Exercise directions: In the entries below, find the line with "pub struct GuideRequest" and the line with "PartialEq, Eq, Serialize, utoipa::ToSchema)]". Reproduce those two lines and every line between them exactly, and nothing more.

Data section:
//! Chart series, averages and the one-line outlook for an event window.

use chrono::NaiveDate;

use crate::model::{DailyForecast, HourlyForecast};

/// Round to the nearest integer, halves toward positive infinity.
///
/// `70.5 -> 71`, `-2.5 -> -2`.
pub fn round_half_up(value: f64) -> i64 {
    (value + 0.5).floor() as i64
}

/// Rounded per-hour values for the hours of an event window.
#[derive(Clone, Debug, Default, PartialEq)]
pub struct HourlySeries {
    pub labels: Vec<String>,
    pub temperature: Vec<i64>,
    pub precipitation: Vec<i64>,
    pub humidity: Vec<i64>,
    pub wind: Vec<i64>,
}

impl HourlySeries {
    pub fn from_hours(hours: &[&HourlyForecast]) -> Self {
        let mut series = HourlySeries::default();
        for h in hours {
            series
                .labels
                .push(h.hour_label().unwrap_or_else(|| h.datetime.clone()));
            series.temperature.push(round_half_up(h.temp));
            series.precipitation.push(round_half_up(h.precipprob));
            series.humidity.push(round_half_up(h.humidity));
            series.wind.push(round_half_up(h.windspeed));
        }
        series
    }

    pub fn len(&self) -> usize {
        self.labels.len()
    }

    pub fn is_empty(&self) -> bool {
        self.labels.is_empty()
    }

    /// Averages of the rounded values, rounded again. `None` when empty.
    pub fn summary(&self) -> Option<Summary> {
        Some(Summary {
            avg_temp: mean(&self.temperature)?,
            avg_precip: mean(&self.precipitation)?,
            avg_humidity: mean(&self.humidity)?,
            avg_wind: mean(&self.wind)?,
        })
    }
}

fn mean(values: &[i64]) -> Option<i64> {
    if values.is_empty() {
        return None;
    }
    let total: i64 = values.iter().sum();
    Some(round_half_up(total as f64 / values.len() as f64))
}

/// Rounded averages over an event window.
#[derive(Clone, Copy, Debug, PartialEq, Eq)]
pub struct Summary {
    pub avg_temp: i64,
    pub avg_precip: i64,
    pub avg_humidity: i64,
    pub avg_wind: i64,
}

impl Summary {
    /// Daily-level averages, for days the provider sent without hours.
    pub fn from_day(day: &DailyForecast) -> Self {
        Summary {
            avg_temp: round_half_up(day.temp),
            avg_precip: round_half_up(day.precipprob),
            avg_humidity: round_half_up(day.humidity),
            avg_wind: round_half_up(day.windspeed),
        }
    }

    pub fn describe(&self) -> String {
        describe(self)
    }
}

/// Averages over `hours`, rounding each hour before averaging.
pub fn summarize(hours: &[&HourlyForecast]) -> Option<Summary> {
    HourlySeries::from_hours(hours).summary()
}

/// Plain-English outlook, e.g. `"mild, low chance of precipitation, calm and dry."`.
pub fn describe(summary: &Summary) -> String {
    let temp = if summary.avg_temp > 75 {
        "warm"
    } else if summary.avg_temp > 60 {
        "mild"
    } else {
        "cool"
    };
    let precip = if summary.avg_precip > 50 {
        "high chance of precipitation"
    } else if summary.avg_precip > 20 {
        "some chance of precipitation"
    } else {
        "low chance of precipitation"
    };
    let wind = if summary.avg_wind > 15 {
        "windy"
    } else if summary.avg_wind > 8 {
        "breezy"
    } else {
        "calm"
    };
    let humidity = if summary.avg_humidity > 70 {
        "humid"
    } else if summary.avg_humidity > 40 {
        "moderate humidity"
    } else {
        "dry"
    };
    format!("{temp}, {precip}, {wind} and {humidity}.")
}

/// Whole-day view: temperature range plus conditions and daylight.
#[derive(Clone, Debug, PartialEq)]
pub struct DayOverview {
    pub date: NaiveDate,
    pub tempmin: f64,
    pub temp: f64,
    pub tempmax: f64,
    pub conditions: String,
    pub sunrise: String,
    pub sunset: String,
    pub summary: Summary,
}

impl DayOverview {
    pub fn from_day(day: &DailyForecast) -> Self {
        DayOverview {
            date: day.date(),
            tempmin: day.tempmin,
            temp: day.temp,
            tempmax: day.tempmax,
            conditions: day.conditions.clone(),
            sunrise: day.sunrise.clone(),
            sunset: day.sunset.clone(),
            summary: Summary::from_day(day),
        }
    }
}
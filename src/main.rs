//! eventcast binary
//!
//! Thin CLI wrapper around the library. Loads configuration, picks the
//! forecast provider and dispatches to the selected command.

use anyhow::{Result, anyhow};
use clap::{Parser, Subcommand};
use std::path::PathBuf;
use tracing_subscriber::EnvFilter;

use eventcast::{Config, EventQuery, ProviderKind, TimeWindow, parse_weekday, provider_from_config};

#[derive(Parser, Debug)]
#[command(name = "eventcast", version, about = "Weather insights for recurring outdoor plans")]
struct Cli {
    /// YAML configuration file (defaults to $EVENTCAST_CONFIG).
    #[arg(long, global = true)]
    config: Option<PathBuf>,

    /// Use generated data instead of the live weather API.
    #[arg(long, global = true)]
    mock: bool,

    /// Number of days to fetch, starting today.
    #[arg(long, global = true)]
    days: Option<i64>,

    #[command(subcommand)]
    command: Command,
}

#[derive(Subcommand, Debug)]
enum Command {
    /// Print the event-day forecast for every week in range.
    Forecast {
        /// Place name or address, e.g. "Central Park, New York".
        #[arg(long)]
        location: String,
        /// Weekday of the event.
        #[arg(long, default_value = "friday")]
        day: String,
        /// morning, afternoon or evening.
        #[arg(long, default_value = "afternoon")]
        window: String,
        /// Write PNG charts into this directory.
        #[arg(long)]
        charts: Option<String>,
    },
    /// Update the forecast section of every event note under ROOT.
    Notes {
        #[arg(default_value = ".")]
        root: String,
    },
}

#[tokio::main]
async fn main() -> Result<()> {
    dotenvy::dotenv().ok();
    tracing_subscriber::fmt()
        .with_env_filter(EnvFilter::try_from_default_env().unwrap_or_else(|_| EnvFilter::new("eventcast=info")))
        .with_writer(std::io::stderr)
        .init();

    let cli = Cli::parse();
    let mut config = Config::load(cli.config.as_deref())?;
    if cli.mock {
        config.provider = ProviderKind::Mock;
    }
    if let Some(days) = cli.days {
        config.horizon_days = days;
    }

    match cli.command {
        Command::Forecast {
            location,
            day,
            window,
            charts,
        } => {
            if charts.is_some() {
                config.chart_dir = charts;
            }
            config.validate()?;
            let weekday = parse_weekday(&day).ok_or_else(|| anyhow!("'{day}' is not a weekday name"))?;
            let query = EventQuery {
                weekday,
                window: TimeWindow::from_name(&window),
            };
            let provider = provider_from_config(&config)?;
            eventcast::run_forecast(provider.as_ref(), &config, location.trim(), &query).await
        }
        Command::Notes { root } => {
            config.validate()?;
            let provider = provider_from_config(&config)?;
            eventcast::notes::run_notes(&root, provider.as_ref(), &config).await
        }
    }
}
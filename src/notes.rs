//! Event notes: Markdown files whose YAML frontmatter names a location and
//! a recurring event day. Each note gets an idempotent forecast section.

use anyhow::{Context, Result, anyhow, bail};
use chrono::Local;
use regex::Regex;
use serde_yaml::Value as YamlValue;
use std::sync::LazyLock;
use std::{fs, path::Path};
use tracing::{error, info, warn};

use crate::config::Config;
use crate::model::{parse_weekday, weekday_name};
use crate::provider::ForecastProvider;
use crate::report::{EventQuery, build_report, render_table};
use crate::window::TimeWindow;

static FRONTMATTER: LazyLock<Regex> = LazyLock::new(|| Regex::new(r"(?s)^---\s*(.*?)\s*---").unwrap());
static BLOCK: LazyLock<Regex> = LazyLock::new(|| {
    Regex::new("(?s)##\\s*Event Forecast\\s*\n<!-- EVENTCAST:BEGIN -->.*?<!-- EVENTCAST:END -->\n?").unwrap()
});
static HEADING: LazyLock<Regex> = LazyLock::new(|| Regex::new(r"(?m)^##[ \t]*Event Forecast[ \t]*$\n?").unwrap());

/// Metadata extracted from a note's YAML frontmatter.
#[derive(Debug)]
pub struct EventNote {
    pub location: String,
    pub query: EventQuery,
    pub path: String,
}

fn yaml_str<'a>(yaml: &'a YamlValue, key: &str) -> Option<&'a str> {
    yaml.get(key).and_then(|v| v.as_str()).map(str::trim)
}

/// Read the YAML frontmatter and extract the event fields.
///
/// `location` and `event-day` are required; `time-range` defaults to afternoon.
pub fn extract_event_meta(path: &Path) -> Result<EventNote> {
    let text = fs::read_to_string(path).with_context(|| format!("failed to read {}", path.display()))?;
    let yaml_str_block = FRONTMATTER
        .captures(&text)
        .and_then(|caps| caps.get(1))
        .ok_or_else(|| anyhow!("no YAML frontmatter"))?
        .as_str();

    let yaml: YamlValue = serde_yaml::from_str(yaml_str_block)?;
    let location = yaml_str(&yaml, "location")
        .filter(|s| !s.is_empty())
        .ok_or_else(|| anyhow!("missing 'location'"))?
        .to_string();
    let day = yaml_str(&yaml, "event-day").ok_or_else(|| anyhow!("missing 'event-day' (weekday name)"))?;
    let weekday = parse_weekday(day).ok_or_else(|| anyhow!("'event-day' must be a weekday name, got '{day}'"))?;
    let window = yaml_str(&yaml, "time-range")
        .map(TimeWindow::from_name)
        .unwrap_or_default();

    Ok(EventNote {
        location,
        query: EventQuery { weekday, window },
        path: path.to_string_lossy().to_string(),
    })
}

/// Insert or replace the forecast block under the `## Event Forecast` heading.
pub fn upsert_forecast_block(content: &mut String, new_block: &str) {
    if BLOCK.is_match(content) {
        *content = BLOCK.replace(content, regex::NoExpand(new_block)).to_string();
    } else if HEADING.is_match(content) {
        *content = HEADING.replace(content, regex::NoExpand(new_block)).to_string();
    } else {
        if !content.is_empty() && !content.ends_with("\n\n") {
            content.push_str(if content.ends_with('\n') { "\n" } else { "\n\n" });
        }
        content.push_str(new_block);
    }
}

/// The full Markdown section written into a note.
pub fn render_block(label: &str, table: &str) -> String {
    format!("## Event Forecast\n<!-- EVENTCAST:BEGIN -->\n**{label}**\n\n{table}\n<!-- EVENTCAST:END -->\n")
}

/// Fetch, summarize and write the forecast section of a single note.
pub async fn process_note(provider: &dyn ForecastProvider, config: &Config, note: &EventNote) -> Result<()> {
    let (start, end) = crate::fetch_range(Local::now().date_naive(), config.horizon_days);
    let payload = provider.forecast(&note.location, start, end).await?;

    let weeks = build_report(&payload, &note.query);
    let label = format!(
        "{}: {} {}, {} → {}",
        payload.resolved_address.as_deref().unwrap_or(&note.location),
        weekday_name(note.query.weekday),
        note.query.window.name(),
        start,
        end
    );
    let block = render_block(&label, &render_table(&weeks));

    let mut content = fs::read_to_string(&note.path)?;
    upsert_forecast_block(&mut content, &block);
    fs::write(&note.path, content).with_context(|| format!("failed to write {}", note.path))?;
    Ok(())
}

/// Update every event note under `root`.
pub async fn run_notes(root: &str, provider: &dyn ForecastProvider, config: &Config) -> Result<()> {
    let mut notes = vec![];
    for entry in walkdir::WalkDir::new(root)
        .into_iter()
        .filter_map(|e| e.ok())
        .filter(|e| e.file_type().is_file())
    {
        if entry.path().extension().is_some_and(|ext| ext == "md") {
            match extract_event_meta(entry.path()) {
                Ok(meta) => notes.push(meta),
                Err(e) => warn!(path = %entry.path().display(), "skipping note: {e}"),
            }
        }
    }

    if notes.is_empty() {
        println!("No event notes with location/event-day found.");
        return Ok(());
    }

    let mut failed = 0usize;
    for note in &notes {
        match process_note(provider, config, note).await {
            Ok(()) => {
                info!(path = %note.path, provider = provider.name(), "note updated");
                println!("Updated forecast: {}", note.path);
            }
            Err(e) => {
                error!(path = %note.path, "failed to update note: {e:#}");
                failed += 1;
            }
        }
    }

    if failed > 0 {
        bail!("{failed} of {} notes could not be updated; see the log above", notes.len());
    }
    Ok(())
}
//! Week-by-week forecast for a recurring event.

use chrono::Weekday;

use crate::model::{DailyForecast, ForecastPayload, weekday_name};
use crate::select::{select_day, week_pair_offsets};
use crate::summary::{DayOverview, HourlySeries, Summary, round_half_up};
use crate::window::{TimeWindow, hours_in_window};

/// What the user is planning: a weekday and a time of day.
#[derive(Clone, Copy, Debug, PartialEq, Eq)]
pub struct EventQuery {
    pub weekday: Weekday,
    pub window: TimeWindow,
}

/// Forecast for one occurrence of the event.
#[derive(Clone, Debug)]
pub struct WeekForecast<'a> {
    /// 0-based occurrence index, `pair_offset + second_of_pair`.
    pub week: usize,
    pub day: &'a DailyForecast,
    pub series: HourlySeries,
    pub summary: Option<Summary>,
    pub description: Option<String>,
    pub overview: DayOverview,
}

impl<'a> WeekForecast<'a> {
    fn new(week: usize, day: &'a DailyForecast, window: TimeWindow) -> Self {
        let series = HourlySeries::from_hours(&hours_in_window(day, window));
        let summary = series.summary();
        let description = summary.as_ref().map(Summary::describe);
        WeekForecast {
            week,
            day,
            series,
            summary,
            description,
            overview: DayOverview::from_day(day),
        }
    }
}

/// Walk every two-week window of `payload`, first week then second.
pub fn build_report<'a>(payload: &'a ForecastPayload, query: &EventQuery) -> Vec<WeekForecast<'a>> {
    let mut weeks = Vec::new();
    for offset in week_pair_offsets(&payload.days, query.weekday) {
        for second in [false, true] {
            if let Some(day) = select_day(&payload.days, query.weekday, offset, second) {
                weeks.push(WeekForecast::new(offset + usize::from(second), day, query.window));
            }
        }
    }
    weeks
}

/// Render a Markdown table, one row per occurrence.
pub fn render_table(weeks: &[WeekForecast]) -> String {
    if weeks.is_empty() {
        return "_(no rows)_".into();
    }
    let mut s = String::from(
        "| Date | Temp (°F) | Precip (%) | Humidity (%) | Wind (mph) | Outlook |\n|---|---:|---:|---:|---:|---|\n",
    );
    for w in weeks {
        match (&w.summary, &w.description) {
            (Some(sum), Some(desc)) => s.push_str(&format!(
                "| {} | {} | {} | {} | {} | {} |\n",
                w.day.date(),
                sum.avg_temp,
                sum.avg_precip,
                sum.avg_humidity,
                sum.avg_wind,
                desc
            )),
            _ => {
                let o = &w.overview;
                s.push_str(&format!(
                    "| {} | {} / {} | {} | {} | {} | {} _(whole day, no hourly data)_ |\n",
                    w.day.date(),
                    round_half_up(o.tempmin),
                    round_half_up(o.tempmax),
                    o.summary.avg_precip,
                    o.summary.avg_humidity,
                    o.summary.avg_wind,
                    o.summary.describe()
                ))
            }
        }
    }
    s
}

/// Plain-text report for the terminal.
pub fn render_text(query: &EventQuery, weeks: &[WeekForecast]) -> String {
    let mut s = format!(
        "Forecast for {} {}\n",
        weekday_name(query.weekday),
        query.window.name()
    );
    if weeks.is_empty() {
        s.push_str("  No matching days in the forecast.\n");
        return s;
    }
    for w in weeks {
        let pair = if w.week % 2 == 0 { "this week" } else { "next week" };
        s.push_str(&format!("\nWeek {} ({pair}) - {}\n", w.week + 1, w.day.date()));
        match (&w.summary, &w.description) {
            (Some(sum), Some(desc)) => {
                s.push_str(&format!(
                    "  {}°F, {}% precipitation, {}% humidity, {} mph wind\n  Expect {desc}\n",
                    sum.avg_temp, sum.avg_precip, sum.avg_humidity, sum.avg_wind
                ));
            }
            _ => {
                let day = &w.overview.summary;
                s.push_str(&format!(
                    "  No hourly data for this window. Whole day: {}% precipitation, {}% humidity, {} mph wind\n  Expect {}\n",
                    day.avg_precip,
                    day.avg_humidity,
                    day.avg_wind,
                    day.describe()
                ));
            }
        }
        let o = &w.overview;
        s.push_str(&format!(
            "  Day: {}°F / {}°F / {}°F (min/avg/max)",
            round_half_up(o.tempmin),
            o.summary.avg_temp,
            round_half_up(o.tempmax)
        ));
        if !o.conditions.is_empty() {
            s.push_str(&format!(", {}", o.conditions));
        }
        if !o.sunrise.is_empty() && !o.sunset.is_empty() {
            s.push_str(&format!(", sunrise {} sunset {}", o.sunrise, o.sunset));
        }
        s.push('\n');
    }
    s
}
//! Picking the event day out of a multi-week payload.
//!
//! Forecasts are browsed two weeks at a time. A pair offset (0, 2, 4, ...)
//! addresses a two-week window and a flag picks the first or second week
//! inside it. Both index into the date-sorted list of days that fall on the
//! requested weekday.

use chrono::Weekday;

use crate::model::{DailyForecast, ForecastPayload};

/// Days falling on `weekday`, oldest first.
pub fn matching_days(days: &[DailyForecast], weekday: Weekday) -> Vec<&DailyForecast> {
    let mut matches: Vec<&DailyForecast> = days.iter().filter(|d| d.weekday() == weekday).collect();
    matches.sort_by_key(|d| d.date());
    matches
}

/// The `pair_offset + (use_second_of_pair as usize)`-th occurrence of `weekday`.
///
/// Returns `None` when the payload has no such occurrence.
pub fn select_day(
    days: &[DailyForecast],
    weekday: Weekday,
    pair_offset: usize,
    use_second_of_pair: bool,
) -> Option<&DailyForecast> {
    let index = pair_offset + usize::from(use_second_of_pair);
    matching_days(days, weekday).get(index).copied()
}

/// Pair offsets that address at least one occurrence of `weekday`.
pub fn week_pair_offsets(days: &[DailyForecast], weekday: Weekday) -> Vec<usize> {
    let count = matching_days(days, weekday).len();
    (0..count).step_by(2).collect()
}

impl ForecastPayload {
    pub fn select_day(&self, weekday: Weekday, pair_offset: usize, use_second_of_pair: bool) -> Option<&DailyForecast> {
        select_day(&self.days, weekday, pair_offset, use_second_of_pair)
    }
}
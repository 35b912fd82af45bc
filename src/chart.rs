//! PNG charts for a single event day.

use anyhow::{Result, anyhow};
use plotters::coord::Shift;
use plotters::prelude::*;
use std::fmt::Display;
use std::path::Path;
use tracing::debug;

use crate::report::WeekForecast;
use crate::summary::round_half_up;

const CHART_SIZE: (u32, u32) = (1200, 800);

fn draw_err(e: impl Display) -> anyhow::Error {
    anyhow!("chart drawing failed: {e}")
}

/// Padded y-axis range covering `values`.
pub fn value_range(values: &[i64]) -> (f64, f64) {
    let (Some(min), Some(max)) = (values.iter().min(), values.iter().max()) else {
        return (0.0, 1.0);
    };
    let (min, max) = (*min as f64, *max as f64);
    let padding = if max > min { (max - min) * 0.1 } else { 1.0 };
    (min - padding, max + padding)
}

/// Write the chart for `week` to `path`.
///
/// With hourly data this is a 2x2 grid of line charts (temperature,
/// precipitation, humidity, wind); without it, a min/avg/max temperature bar
/// chart for the whole day.
pub fn render_week_chart(week: &WeekForecast, path: &Path) -> Result<()> {
    debug!(path = %path.display(), date = %week.day.date(), "rendering chart");
    let root = BitMapBackend::new(path, CHART_SIZE).into_drawing_area();
    root.fill(&WHITE).map_err(draw_err)?;

    if week.series.is_empty() {
        draw_day_range(&root, week)?;
    } else {
        let s = &week.series;
        let panels = root.split_evenly((2, 2));
        let metrics: [(&str, &[i64], RGBColor); 4] = [
            ("Temperature (°F)", s.temperature.as_slice(), RED),
            ("Precipitation Chance (%)", s.precipitation.as_slice(), BLUE),
            ("Humidity (%)", s.humidity.as_slice(), GREEN),
            ("Wind Speed (mph)", s.wind.as_slice(), MAGENTA),
        ];
        for (panel, (title, values, color)) in panels.iter().zip(metrics) {
            draw_metric(panel, title, &s.labels, values, color)?;
        }
    }

    root.present().map_err(draw_err)?;
    Ok(())
}

fn draw_metric<DB: DrawingBackend>(
    area: &DrawingArea<DB, Shift>,
    title: &str,
    labels: &[String],
    values: &[i64],
    color: RGBColor,
) -> Result<()> {
    let (y_start, y_end) = value_range(values);
    let x_end = values.len().saturating_sub(1).max(1) as f64;

    let mut chart = ChartBuilder::on(area)
        .caption(title, ("sans-serif", 22))
        .margin(12)
        .x_label_area_size(36)
        .y_label_area_size(48)
        .build_cartesian_2d(-0.25..x_end + 0.25, y_start..y_end)
        .map_err(draw_err)?;

    let label_at = |x: &f64| -> String {
        let nearest = x.round();
        if (x - nearest).abs() > 1e-6 || nearest < 0.0 {
            return String::new();
        }
        labels.get(nearest as usize).cloned().unwrap_or_default()
    };
    chart
        .configure_mesh()
        .x_labels(labels.len().max(2))
        .x_label_formatter(&label_at)
        .light_line_style(BLACK.mix(0.1))
        .draw()
        .map_err(draw_err)?;

    let points: Vec<(f64, f64)> = values
        .iter()
        .enumerate()
        .map(|(i, v)| (i as f64, *v as f64))
        .collect();
    chart
        .draw_series(LineSeries::new(points.iter().copied(), color.stroke_width(3)))
        .map_err(draw_err)?;
    chart
        .draw_series(points.iter().map(|p| Circle::new(*p, 4, color.filled())))
        .map_err(draw_err)?;
    Ok(())
}

fn draw_day_range<DB: DrawingBackend>(area: &DrawingArea<DB, Shift>, week: &WeekForecast) -> Result<()> {
    let o = &week.overview;
    let bars = [
        ("Min", o.tempmin, RED.mix(0.4)),
        ("Average", o.temp, RED.mix(0.9)),
        ("Max", o.tempmax, RED.mix(0.4)),
    ];
    let rounded: Vec<i64> = bars.iter().map(|(_, v, _)| round_half_up(*v)).collect();
    let (y_start, y_end) = value_range(&rounded);

    let mut chart = ChartBuilder::on(area)
        .caption(format!("Temperature Range {}", o.date), ("sans-serif", 28))
        .margin(20)
        .x_label_area_size(40)
        .y_label_area_size(60)
        .build_cartesian_2d(0.0..3.0, y_start..y_end)
        .map_err(draw_err)?;
    chart
        .configure_mesh()
        .disable_x_mesh()
        .x_labels(3)
        .x_label_formatter(&|x: &f64| {
            let i = x.floor() as usize;
            bars.get(i).map(|b| b.0.to_string()).unwrap_or_default()
        })
        .y_label_formatter(&|y: &f64| format!("{y:.0}°F"))
        .draw()
        .map_err(draw_err)?;
    chart
        .draw_series(bars.iter().enumerate().map(|(i, (_, v, color))| {
            let x = i as f64;
            Rectangle::new([(x + 0.2, y_start), (x + 0.8, *v)], color.filled())
        }))
        .map_err(draw_err)?;
    Ok(())
}
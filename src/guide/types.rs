use serde::{Deserialize, Serialize};

#[derive(
    Debug,
    Clone,
    Copy,
    PartialEq,
    Eq,
    Hash,
    Serialize,
    Deserialize,
    utoipa::ToSchema,
    strum_macros::Display,
)]
#[serde(rename_all = "snake_case")]
#[strum(serialize_all = "snake_case")]
pub enum GuideDirection {
    North,
    South,
    East,
    West,
}

#[derive(Debug, Clone, Copy, PartialEq, Eq)]
pub enum GuideAxis {
    Ra,
    Dec,
}

impl GuideDirection {
    pub fn axis(&self) -> GuideAxis {
        match self {
            GuideDirection::East | GuideDirection::West => GuideAxis::Ra,
            GuideDirection::North | GuideDirection::South => GuideAxis::Dec,
        }
    }
}

/// One autoguider correction against the virtual equatorial mount.
/// East and North are positive.
#[derive(Debug, Clone, Copy, PartialEq, Eq)]
pub struct GuideRequest {
    pub axis: GuideAxis,
    pub signed_duration_ms: i32,
}

impl GuideRequest {
    pub fn from_direction(direction: GuideDirection, duration_ms: u32) -> Self {
        let magnitude = i32::try_from(duration_ms).unwrap_or(i32::MAX);
        let signed_duration_ms = match direction {
            GuideDirection::East | GuideDirection::North => magnitude,
            GuideDirection::West | GuideDirection::South => -magnitude,
        };
        Self {
            axis: direction.axis(),
            signed_duration_ms,
        }
    }

    pub fn ra_ms(&self) -> f64 {
        match self.axis {
            GuideAxis::Ra => f64::from(self.signed_duration_ms),
            GuideAxis::Dec => 0.0,
        }
    }

    pub fn dec_ms(&self) -> f64 {
        match self.axis {
            GuideAxis::Ra => 0.0,
            GuideAxis::Dec => f64::from(self.signed_duration_ms),
        }
    }
}

#[derive(Debug, Clone, Copy, PartialEq, Eq, Serialize, utoipa::ToSchema)]
pub struct PhysicalPulse {
    pub direction: GuideDirection,
    pub duration_ms: u32,
}

/// Signed pulse durations for the two physical axes, already clamped.
///
/// The tilt axis goes out on the East/West lines (East retards the platform),
/// the mount axis on North/South (North raises the mount's altitude axis).
#[derive(Debug, Clone, Copy, PartialEq, Serialize, utoipa::ToSchema)]
pub struct PhysicalCorrection {
    pub tilt_ms: f64,
    pub mount_ms: f64,
}

impl PhysicalCorrection {
    pub fn tilt_pulse(&self) -> Option<PhysicalPulse> {
        to_pulse(self.tilt_ms, GuideDirection::East, GuideDirection::West)
    }

    pub fn mount_pulse(&self) -> Option<PhysicalPulse> {
        to_pulse(self.mount_ms, GuideDirection::North, GuideDirection::South)
    }

    /// Pulses in issue order, tilt first.
    pub fn pulses(&self) -> [Option<PhysicalPulse>; 2] {
        [self.tilt_pulse(), self.mount_pulse()]
    }
}

fn to_pulse(
    signed_ms: f64,
    positive: GuideDirection,
    negative: GuideDirection,
) -> Option<PhysicalPulse> {
    let duration_ms = signed_ms.abs().round();
    if !duration_ms.is_finite() || duration_ms < 1.0 {
        return None;
    }
    Some(PhysicalPulse {
        direction: if signed_ms >= 0.0 { positive } else { negative },
        duration_ms: duration_ms.min(f64::from(u32::MAX)) as u32,
    })
}

#[cfg(test)]
mod tests {
    use super::*;

    #[test]
    fn test_request_signs() {
        let east = GuideRequest::from_direction(GuideDirection::East, 300);
        assert_eq!(east.ra_ms(), 300.0);
        assert_eq!(east.dec_ms(), 0.0);

        let south = GuideRequest::from_direction(GuideDirection::South, 250);
        assert_eq!(south.axis, GuideAxis::Dec);
        assert_eq!(south.dec_ms(), -250.0);
        assert_eq!(south.ra_ms(), 0.0);
    }

    #[test]
    fn test_correction_to_pulses() {
        let correction = PhysicalCorrection {
            tilt_ms: -120.4,
            mount_ms: 80.6,
        };
        assert_eq!(
            correction.pulses(),
            [
                Some(PhysicalPulse {
                    direction: GuideDirection::West,
                    duration_ms: 120
                }),
                Some(PhysicalPulse {
                    direction: GuideDirection::North,
                    duration_ms: 81
                }),
            ]
        );
    }

    #[test]
    fn test_sub_millisecond_pulses_are_dropped() {
        let correction = PhysicalCorrection {
            tilt_ms: 0.4,
            mount_ms: -0.49,
        };
        assert_eq!(correction.pulses(), [None, None]);
    }

    #[test]
    fn test_direction_display() {
        assert_eq!(GuideDirection::West.to_string(), "west");
    }
}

Written solution:
pub struct GuideRequest {
    pub axis: GuideAxis,
    pub signed_duration_ms: i32,
}

impl GuideRequest {
    pub fn from_direction(direction: GuideDirection, duration_ms: u32) -> Self {
        let magnitude = i32::try_from(duration_ms).unwrap_or(i32::MAX);
        let signed_duration_ms = match direction {
            GuideDirection::East | GuideDirection::North => magnitude,
            GuideDirection::West | GuideDirection::South => -magnitude,
        };
        Self {
            axis: direction.axis(),
            signed_duration_ms,
        }
    }

    pub fn ra_ms(&self) -> f64 {
        match self.axis {
            GuideAxis::Ra => f64::from(self.signed_duration_ms),
            GuideAxis::Dec => 0.0,
        }
    }

    pub fn dec_ms(&self) -> f64 {
        match self.axis {
            GuideAxis::Ra => 0.0,
            GuideAxis::Dec => f64::from(self.signed_duration_ms),
        }
    }
}

#[derive(Debug, Clone, Copy, PartialEq, Eq, Serialize, utoipa::ToSchema)]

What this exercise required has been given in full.